In an interview with staff B on 12/02/2014 at 0940, she confirmed that the electronic records did not contain documentation to support that the patients were seen by the providers within one hour of the initiation of the restraints. Staff B stated, "They (providers) know that they are supposed to see them within one hour."

On 12/02/2014 at 0950 a review of the facility's policy titled, "Restraint and Seclusion for Management of Violent or Self-Destructive Behavior, #62-01-002, Revised 3/13" read, "6. Restraint/Seclusion authorized by phone shall continue only until the physician can personally examine the patient within 1 hour of initiation of restraint/seclusion."

PATIENT RIGHTS: RESTRAINT OR SECLUSION

Tag No.: A0184

Based on document review and interview, the facility failed to ensure that a physician, physician assistant or nurse practitioner (providers) completed and documented the one hour face to face evaluation for 3 of 4 patients (#17, #18, #19) placed into restraints related to violent behavior resulting in the potential for unidentified patient needs. A total universe of 9 patients were reviewed for restraint
Findings include:

On 12/02/2014 at 0900, a review was conducted of the electronic medical record for patient #17. The record revealed that the patient had 4 point leather restraints applied for aggressive behavior at 0438 per telephone order. The first documentation in the record was at 0513 by the Registered Nurse (RN). The record lacked documentation of the one hour face to face evaluation by a provider.

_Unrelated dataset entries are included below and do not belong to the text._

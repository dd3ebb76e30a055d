use crate::models::schedule::Student;
use crate::services::api::ScheduleApi;

pub const STUDENT_LOAD_FAILED: &str = "Failed to load student data";
pub const NOT_SHORT_TERM: &str =
    "This student is not in a short-term class and cannot use short-term scheduling";

/// Fetches the student and checks they belong to a short-term class. The
/// error is the message to show next to the student field.
pub fn lookup_student<A>(api: &A, student_id: i64) -> Result<Student, String>
where
    A: ScheduleApi + ?Sized,
{
    match api.get_student(student_id) {
        Ok(student) if student.is_short_term() => {
            log::info!("Selected student {} ({})", student.id, student.name);
            Ok(student)
        }
        Ok(student) => {
            log::warn!(
                "Student {} has class type {:?}; short-term scheduling refused",
                student.id,
                student.class_schedule_type
            );
            Err(NOT_SHORT_TERM.to_string())
        }
        Err(err) => {
            log::error!("Failed to load student {}: {}", student_id, err);
            Err(STUDENT_LOAD_FAILED.to_string())
        }
    }
}
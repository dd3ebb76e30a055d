use serde::{Deserialize, Serialize};

use super::{LessonType, ScheduleItem, ScheduleStatus, WeekWindow, DAYS_PER_WEEK};

pub const DEFAULT_TIME_SLOT: &str = "09:00:00";
pub const DEFAULT_DURATION_MINUTES: i32 = 30;

/// Full editable field set sent when creating or editing a booking.
#[derive(Debug, Clone, PartialEq, Serialize, Deserialize)]
pub struct BookingDraft {
    pub student_id: i64,
    pub week_start_date: String,
    pub week_end_date: String,
    pub day_of_week: u8,
    pub time_slot: String,
    pub duration_minutes: i32,
    pub lesson_type: LessonType,
    #[serde(skip_serializing_if = "Option::is_none")]
    pub teacher_id: Option<i64>,
    pub subject: String,
    pub classroom: String,
    pub notes: String,
    #[serde(skip_serializing_if = "Option::is_none")]
    pub status: Option<ScheduleStatus>,
}

impl BookingDraft {
    /// Defaults for a brand-new booking in the given week.
    pub fn new_for(student_id: i64, week: &WeekWindow) -> Self {
        Self {
            student_id,
            week_start_date: week.start_param(),
            week_end_date: week.end_param(),
            day_of_week: 1,
            time_slot: DEFAULT_TIME_SLOT.to_string(),
            duration_minutes: DEFAULT_DURATION_MINUTES,
            lesson_type: LessonType::Physical,
            teacher_id: None,
            subject: String::new(),
            classroom: String::new(),
            notes: String::new(),
            status: None,
        }
    }

    /// Pre-populates the form from an existing booking.
    pub fn from_item(item: &ScheduleItem, week: &WeekWindow) -> Self {
        Self {
            student_id: item.student_id,
            week_start_date: week.start_param(),
            week_end_date: week.end_param(),
            day_of_week: item.day_of_week,
            time_slot: item.time_slot.clone(),
            duration_minutes: item.duration_minutes,
            lesson_type: item.lesson_type,
            teacher_id: item.teacher_id,
            subject: item.subject.clone().unwrap_or_default(),
            classroom: item.classroom.clone().unwrap_or_default(),
            notes: item.notes.clone().unwrap_or_default(),
            status: Some(item.status),
        }
    }

    pub fn validate(&self) -> Result<(), String> {
        if !(1..=DAYS_PER_WEEK).contains(&self.day_of_week) {
            return Err("Day of week must be between 1 and 7".to_string());
        }

        if self.time_slot.trim().is_empty() {
            return Err("A time slot must be selected".to_string());
        }

        if self.duration_minutes <= 0 {
            return Err("Duration must be greater than 0 minutes".to_string());
        }

        Ok(())
    }
}

/// Body of a relocation request: only the placement fields change.
#[derive(Debug, Clone, PartialEq, Eq, Serialize, Deserialize)]
pub struct SlotMove {
    pub day_of_week: u8,
    pub time_slot: String,
}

On 12/02/2014 at 0915, a review was conducted of the electronic medical record for patient #18. The record revealed that telephone order was obtained for 4 point leather restraints for aggressive behavior at 0507. The record contained a physician's note documented at 0708 (2 hours later) that did not contain the evaluation nor documentation related to the patient being in restraints. The patient was not released from restraints until 0745.

On 12/02/2014 at 0930, a review was conducted of the electronic medical record for patient #19. The record revealed that a telephone order was obtained for application of 4 point leather restraints for aggressive behavior at 2145. The record lacked documentation of the one hour face to face evaluation by a provider.

In an interview with staff B on 12/02/2014 at 0940, she confirmed that the electronic records did not contain documentation of the 1 hour face to face evaluations by the providers. When queried if the providers are supposed to complete and document an assessment of the patient within one hour of the initiation of the restraints for behavioral, she stated, "Yes, they are."

On 12/02/2014 at 0950 a review of the facility's policy titled, "Restraint and Seclusion for Management of Violent or Self-Destructive Behavior, #62-01-002, Revised 3/13" read, "6. Restraint/Seclusion authorized by phone shall continue only until the physician can personally examine the patient within 1 hour of initiation of restraint/seclusion."